| Aim of the exercise |
Only lines with the string "const" are wanted. Pull them out of the data.

(Data for this task)

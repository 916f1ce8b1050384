use rusqlite::{Connection, OpenFlags};
use serde::Deserialize;
use std::collections::HashMap;
use std::fs::File;
use std::io;
use std::path::{Path, PathBuf};
use tempfile::NamedTempFile;
use tracing::{debug, warn};
use zip::ZipArchive;

use super::{VocabularyItem, VocabularySource};
use crate::error::SourceError;

/// Separator Anki uses between the fields of a note.
const FIELD_SEPARATOR: char = '\u{1f}';

const GERMAN_FIELD: &str = "German";
const ENGLISH_FIELD: &str = "English";
const SENTENCE_FIELD: &str = "Sample sentence";
const AUDIO_FIELD: &str = "Audio";

/// Database entries of an `.apkg` package, newest format first.
const COLLECTION_ENTRIES: [&str; 2] = ["collection.anki21", "collection.anki2"];

#[derive(Debug, Deserialize)]
struct NoteModel {
    #[serde(default)]
    flds: Vec<FieldDef>,
}

#[derive(Debug, Deserialize)]
struct FieldDef {
    name: String,
}

/// Reads notes from an Anki package (`.apkg`) or an extracted collection
/// (`collection.anki2`).
#[derive(Debug, Clone)]
pub struct AnkiCollectionSource {
    path: PathBuf,
}

/// An open collection. Packages are unpacked into a temp file that is
/// removed after the connection closes.
struct OpenCollection {
    conn: Connection,
    _unpacked: Option<NamedTempFile>,
}

fn is_package(path: &Path) -> bool {
    path.extension()
        .is_some_and(|ext| ext.eq_ignore_ascii_case("apkg"))
}

/// Copies the collection database out of an `.apkg` zip.
fn unpack(package: &Path) -> Result<NamedTempFile, SourceError> {
    let mut archive = ZipArchive::new(File::open(package)?)?;
    let name = COLLECTION_ENTRIES
        .into_iter()
        .find(|name| archive.file_names().any(|entry| entry == *name))
        .ok_or_else(|| SourceError::MissingCollection(package.to_path_buf()))?;

    let mut entry = archive.by_name(name)?;
    let mut unpacked = NamedTempFile::new()?;
    io::copy(&mut entry, &mut unpacked)?;
    debug!(package = %package.display(), entry = name, "unpacked anki package");
    Ok(unpacked)
}

impl AnkiCollectionSource {
    pub fn new<P: AsRef<Path>>(path: P) -> Self {
        Self {
            path: path.as_ref().to_path_buf(),
        }
    }

    fn open(&self) -> Result<OpenCollection, SourceError> {
        if !self.path.exists() {
            return Err(SourceError::Transport(io::Error::new(
                io::ErrorKind::NotFound,
                format!("{} does not exist", self.path.display()),
            )));
        }

        let unpacked = if is_package(&self.path) {
            Some(unpack(&self.path)?)
        } else {
            None
        };
        let db = unpacked.as_ref().map_or(self.path.as_path(), NamedTempFile::path);
        let conn = Connection::open_with_flags(db, OpenFlags::SQLITE_OPEN_READ_ONLY)?;

        Ok(OpenCollection {
            conn,
            _unpacked: unpacked,
        })
    }

    /// Field names per note type, keyed by model id.
    fn models(conn: &Connection) -> Result<HashMap<i64, Vec<String>>, SourceError> {
        let raw: String = conn.query_row("SELECT models FROM col LIMIT 1", [], |row| row.get(0))?;
        let models: HashMap<String, NoteModel> = serde_json::from_str(&raw)?;

        Ok(models
            .into_iter()
            .filter_map(|(id, model)| {
                let id = id.parse::<i64>().ok()?;
                Some((id, model.flds.into_iter().map(|f| f.name).collect()))
            })
            .collect())
    }
}

fn note_to_item(field_names: &[String], flds: &str) -> VocabularyItem {
    let fields: HashMap<&str, &str> = field_names
        .iter()
        .map(String::as_str)
        .zip(flds.split(FIELD_SEPARATOR))
        .collect();
    let field = |name: &str| fields.get(name).copied().unwrap_or_default();

    VocabularyItem::new(field(GERMAN_FIELD), field(ENGLISH_FIELD))
        .with_sentence(field(SENTENCE_FIELD))
        .with_audio(field(AUDIO_FIELD))
}

impl VocabularySource for AnkiCollectionSource {
    fn fetch(&mut self, count: usize) -> Result<Vec<VocabularyItem>, SourceError> {
        let collection = self.open()?;
        let conn = &collection.conn;
        let models = Self::models(conn)?;

        let mut stmt = conn.prepare("SELECT mid, flds FROM notes ORDER BY id")?;
        let rows = stmt.query_map([], |row| Ok((row.get::<_, i64>(0)?, row.get::<_, String>(1)?)))?;

        let mut items = Vec::new();
        for row in rows {
            if items.len() >= count {
                break;
            }
            let (model_id, flds) = row?;
            match models.get(&model_id) {
                Some(field_names) => items.push(note_to_item(field_names, &flds)),
                None => warn!(model_id, "skipping note with unknown note type"),
            }
        }

        debug!(path = %self.path.display(), fetched = items.len(), count, "read anki collection");
        Ok(items)
    }
}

(End Data for this task)

| Task solution |
const FIELD_SEPARATOR: char = '\u{1f}';
const GERMAN_FIELD: &str = "German";
const ENGLISH_FIELD: &str = "English";
const SENTENCE_FIELD: &str = "Sample sentence";
const AUDIO_FIELD: &str = "Audio";
const COLLECTION_ENTRIES: [&str; 2] = ["collection.anki21", "collection.anki2"];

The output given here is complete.